Joseph Gordon-Levitt and Brady Corbet in Mysterious Skin. |
FILMMAKER: Were you familiar with Gregg Araki’s work before working with him? Did you seek him out or did he seek you out?
JOSEPH GORDON-LEVITT: I got the script the same way I get any other script, and I had not seen any of Gregg’s movies beforehand. But I bought two of his movies and...it was very exciting because when you watch his movies you could tell he has a great sense of making things look beautiful and sound exciting. He knows about music and he knows about color.
FILMMAKER: I think Mysterious Skin is one of his most powerful films that I’ve seen. It doesn’t pull any punches.
GORDON-LEVITT: He wants to make movies about stuff people are afraid to talk about.
FILMMAKER: Would you say that’s what interested you, too?
GORDON-LEVITT: Well that’s a really deep stake for movies...and uh, sure.
FILMMAKER: I read somewhere that you went to Kansas to actually record voices prior to production?
GORDON-LEVITT: Yeah, I wanted to go and see what people are like and hear how they talk. I met a couple of really nice people in Kansas City. I hung out with them for a couple of days and videotaped them.
FILMMAKER: And then you brought back the voices for some of the other actors?
GORDON-LEVITT: Yeah, I made a CD of some of the sounds from the video camera.
FILMMAKER: Do you always do that kind research for a role? How much do you engage yourself with a role before a movie actually starts?
GORDON-LEVITT: Oh, that’s everything — like months before. For me, it’s all about the work that you give beforehand. When you’re filming and you’re giving it your all you really can’t be working. You can’t be trying to act like this or that or you’ll just look like you’re acting.
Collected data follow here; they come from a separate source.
//! Message decoding
//!
//! Turns raw RFC822 bytes into an [`EmailRecord`] using `mailparse`. Pure:
//! receives bytes, returns a record, performs no I/O. Header and body
//! decoding never fail outward; only a message that cannot be parsed at all
//! yields a [`DecodeError`], which callers replace with [`fallback_record`].

use mailparse::{DispositionType, MailHeaderMap, ParsedMail};
use tracing::warn;

use crate::errors::DecodeError;
use crate::imap::RawMessage;
use crate::models::{AnalysisState, EmailRecord};

/// Appended to a preview that was cut
pub const TRUNCATION_MARKER: &str = "...";

/// Decode one raw message into a record in the `Unanalyzed` state
///
/// # Errors
///
/// - `Malformed` if `mailparse` cannot parse the message structure
pub fn decode(raw: &RawMessage, preview_max_chars: usize) -> Result<EmailRecord, DecodeError> {
    let parsed = mailparse::parse_mail(&raw.bytes)
        .map_err(|e| DecodeError::Malformed(format!("failed to parse RFC822 message: {e}")))?;

    let subject = header_text(&parsed, "Subject");
    let sender = header_text(&parsed, "From");
    let timestamp = header_text(&parsed, "Date");
    let body = find_plain_text(&parsed).map(part_text).unwrap_or_default();

    Ok(EmailRecord {
        id: raw.uid,
        subject,
        sender,
        timestamp,
        preview: preview(&body, preview_max_chars),
        body,
        analysis: AnalysisState::Unanalyzed,
    })
}

/// Decode, or fall back to best-effort text when the structure is unreadable
pub fn decode_or_fallback(raw: &RawMessage, preview_max_chars: usize) -> EmailRecord {
    decode(raw, preview_max_chars).unwrap_or_else(|e| {
        warn!(uid = raw.uid, error = %e, "message decode failed; using raw text");
        fallback_record(raw, preview_max_chars)
    })
}

/// Best-effort record built from lossy UTF-8 text
///
/// Headers are left empty; the body is whatever follows the first blank
/// line, or the whole payload if there is none.
pub fn fallback_record(raw: &RawMessage, preview_max_chars: usize) -> EmailRecord {
    let text = String::from_utf8_lossy(&raw.bytes);
    let body = ["\r\n\r\n", "\n\n"]
        .iter()
        .find_map(|sep| text.find(sep).map(|idx| text[idx + sep.len()..].to_owned()))
        .unwrap_or_else(|| text.clone().into_owned());

    EmailRecord {
        id: raw.uid,
        subject: String::new(),
        sender: String::new(),
        timestamp: String::new(),
        preview: preview(&body, preview_max_chars),
        body,
        analysis: AnalysisState::Unanalyzed,
    }
}

/// First value of a header, decoded per RFC 2047
///
/// `mailparse` leaves encoded words it cannot decode as written, so a bad
/// charset yields the raw header text.
fn header_text(parsed: &ParsedMail<'_>, key: &str) -> String {
    parsed.headers.get_first_value(key).unwrap_or_default()
}

/// Depth-first search for the first inline `text/plain` leaf
fn find_plain_text<'p, 'a>(part: &'p ParsedMail<'a>) -> Option<&'p ParsedMail<'a>> {
    if part.subparts.is_empty() {
        return is_inline_plain_text(part).then_some(part);
    }
    part.subparts.iter().find_map(|sub| find_plain_text(sub))
}

fn is_inline_plain_text(part: &ParsedMail<'_>) -> bool {
    part.ctype.mimetype.eq_ignore_ascii_case("text/plain")
        && part.get_content_disposition().disposition != DispositionType::Attachment
}

/// Decode a part's body using its charset
///
/// Falls back to lossy UTF-8 of the transfer-decoded bytes, then to empty
/// text.
fn part_text(part: &ParsedMail<'_>) -> String {
    match part.get_body() {
        Ok(text) => text,
        Err(e) => {
            warn!(error = %e, charset = %part.ctype.charset, "body charset decode failed");
            part.get_body_raw()
                .map(|bytes| String::from_utf8_lossy(&bytes).into_owned())
                .unwrap_or_default()
        }
    }
}

/// Body cut to `max_chars` with [`TRUNCATION_MARKER`] appended when cut
pub fn preview(body: &str, max_chars: usize) -> String {
    if body.chars().count() > max_chars {
        let mut out = truncate_chars(body, max_chars);
        out.push_str(TRUNCATION_MARKER);
        out
    } else {
        body.to_owned()
    }
}

/// Truncate string to maximum characters (Unicode-aware)
///
/// Preserves complete characters, never splitting multi-byte sequences.
pub fn truncate_chars(input: &str, max_chars: usize) -> String {
    input.chars().take(max_chars).collect()
}

#[cfg(test)]
mod tests {
    use super::{decode, fallback_record, preview, truncate_chars};
    use crate::imap::RawMessage;
    use crate::models::AnalysisState;

    fn raw(bytes: &[u8]) -> RawMessage {
        RawMessage {
            uid: 7,
            bytes: bytes.to_vec(),
        }
    }

    #[test]
    fn truncates_unicode_by_character() {
        assert_eq!(truncate_chars("a😀b😀c", 4), "a😀b😀");
    }

    #[test]
    fn preview_appends_marker_only_when_cut() {
        let long = "a".repeat(600);
        let cut = preview(&long, 500);
        assert_eq!(cut.chars().count(), 503);
        assert!(cut.ends_with("..."));

        let exact = "b".repeat(500);
        assert_eq!(preview(&exact, 500), exact);
    }

    #[test]
    fn decodes_simple_plain_text_message() {
        let msg = b"From: sender@example.com\r\nTo: user@example.com\r\nSubject: Hi\r\nDate: Wed, 1 Jan 2025 00:00:00 +0000\r\n\r\nHello there";
        let record = decode(&raw(msg), 500).expect("decode should succeed");

        assert_eq!(record.id, 7);
        assert_eq!(record.subject, "Hi");
        assert_eq!(record.sender, "sender@example.com");
        assert_eq!(record.timestamp, "Wed, 1 Jan 2025 00:00:00 +0000");
        assert_eq!(record.body, "Hello there");
        assert_eq!(record.preview, "Hello there");
        assert_eq!(record.analysis, AnalysisState::Unanalyzed);
    }

    #[test]
    fn decodes_declared_charset_and_transfer_encoding() {
        let msg = b"Subject: Menu\r\nContent-Type: text/plain; charset=iso-8859-1\r\nContent-Transfer-Encoding: quoted-printable\r\n\r\nCaf=E9 cr=E8me";
        let record = decode(&raw(msg), 500).expect("decode should succeed");
        assert_eq!(record.body, "Café crème");
    }

    #[test]
    fn decodes_encoded_word_headers() {
        let msg = b"Subject: =?UTF-8?B?7ZqM7J2Y?=\r\nFrom: =?UTF-8?Q?Ren=C3=A9?= <rene@example.com>\r\n\r\nbody";
        let record = decode(&raw(msg), 500).expect("decode should succeed");
        assert_eq!(record.subject, "회의");
        assert_eq!(record.sender, "René <rene@example.com>");
    }

    #[test]
    fn selects_plain_part_even_when_html_comes_first() {
        let msg = concat!(
            "Subject: Alt\r\n",
            "Content-Type: multipart/alternative; boundary=\"b1\"\r\n",
            "\r\n",
            "--b1\r\n",
            "Content-Type: text/html; charset=utf-8\r\n",
            "\r\n",
            "<p>html version</p>\r\n",
            "--b1\r\n",
            "Content-Type: text/plain; charset=utf-8\r\n",
            "\r\n",
            "plain version\r\n",
            "--b1--\r\n",
        );
        let record = decode(&raw(msg.as_bytes()), 500).expect("decode should succeed");
        assert_eq!(record.body.trim_end(), "plain version");
    }

    #[test]
    fn never_selects_attachment_disposed_plain_text() {
        let msg = concat!(
            "Subject: Mixed\r\n",
            "Content-Type: multipart/mixed; boundary=\"outer\"\r\n",
            "\r\n",
            "--outer\r\n",
            "Content-Type: text/plain; charset=utf-8\r\n",
            "Content-Disposition: attachment; filename=\"notes.txt\"\r\n",
            "\r\n",
            "attached notes\r\n",
            "--outer\r\n",
            "Content-Type: multipart/alternative; boundary=\"inner\"\r\n",
            "\r\n",
            "--inner\r\n",
            "Content-Type: text/plain; charset=utf-8\r\n",
            "\r\n",
            "nested body\r\n",
            "--inner--\r\n",
            "--outer--\r\n",
        );
        let record = decode(&raw(msg.as_bytes()), 500).expect("decode should succeed");
        assert_eq!(record.body.trim_end(), "nested body");
    }

    #[test]
    fn body_is_empty_when_no_plain_text_part_exists() {
        let msg = concat!(
            "Subject: Only attachment\r\n",
            "Content-Type: multipart/mixed; boundary=\"x\"\r\n",
            "\r\n",
            "--x\r\n",
            "Content-Type: text/html\r\n",
            "\r\n",
            "<b>hi</b>\r\n",
            "--x\r\n",
            "Content-Type: text/plain\r\n",
            "Content-Disposition: attachment; filename=\"a.txt\"\r\n",
            "\r\n",
            "file\r\n",
            "--x--\r\n",
        );
        let record = decode(&raw(msg.as_bytes()), 500).expect("decode should succeed");
        assert_eq!(record.body, "");
        assert_eq!(record.preview, "");
    }

    #[test]
    fn keeps_full_body_beside_truncated_preview() {
        let body = "x".repeat(40);
        let msg = format!("Subject: Long\r\n\r\n{body}");
        let record = decode(&raw(msg.as_bytes()), 10).expect("decode should succeed");
        assert_eq!(record.body, body);
        assert_eq!(record.preview, format!("{}...", "x".repeat(10)));
    }

    #[test]
    fn fallback_record_uses_text_after_headers() {
        let record = fallback_record(&raw(b"garbage header\r\n\r\nstill readable"), 500);
        assert_eq!(record.id, 7);
        assert_eq!(record.subject, "");
        assert_eq!(record.body, "still readable");
    }
}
FILMMAKER: Have you ever put together a soundtrack for a character?
GORDON-LEVITT: Yeah — it’s like, tool number one. If I’m doing a scene where I really want to build on some sort of memory that I’ve had, then I’ll look for music that will bring back some memories. Sometimes the music is not even that specific...just music that gets you hyped, that gets you up and excited.
FILMMAKER: Was there a part of you that was nervous when you were doing the film about how people might react?
GORDON-LEVITT: Um, nah... The movie’s really sexy but the sexy scenes are not “sex scenes.” Sex scenes don’t really have anything to do with a story, they’re just excuses to see the actors naked. But in Mysterious Skin, they tell the story. They’re not sex scenes. My character doesn’t talk that much; you get more of what’s going on through the action.
FILMMAKER: You seem very conscious of non-verbal behavior...straight down to the character’s walk. Is that something you work on?
GORDON-LEVITT: It wasn’t so calculated. Mysterious Skin was more about taking a trip to Kansas, listening to good music and, I don’t know, just kind of getting into that mindset and not really paying much attention to things like that. One of the first times Gregg and I sat down together was after I was going to do the movie and I told him about the stuff I had highlighted in the novel and the thoughts I had. And he listened to everything I had to say, but in the end he was like, “Don’t think about it too much. You’re alright.”
Cam Archer talks with Brady Corbet.
FILMMAKER: Do you believe in aliens?
BRADY CORBET: I think it’s probably kind of ridiculous to think of us as the only living things in the universe. But I don’t really believe they’re dropping down in Bumfuck, Alabama. It’s like, why would they want to go there?
FILMMAKER: Tell me about your character. Did you find yourself looking into yourself to relate to the character or did you look to people you’ve known?
CORBET: I try not to get overly heady about anything I do...
FILMMAKER: So you just like slip into the role?
CORBET: When it comes to acting, if there’s something I respond to in the material, there’s obviously something in me that really gets it and identifies in one way or another — but not necessarily in this big “Oh, I was sexually abused as a child” way, but in terms of loneliness or not really knowing how to communicate, definitely. When I was younger I had a problem with men because my mother is a single mother and I’m an only child. And not having men around all the time I had a really hard time interacting with other men. And, umm, so this is — my character has a really hard time interacting with any kind of sexuality, so I could relate to him. But it’s not something I was thinking about while filming; it was a matter of just feeling, being able to emote or whatever, you know — if that’s what you were asking.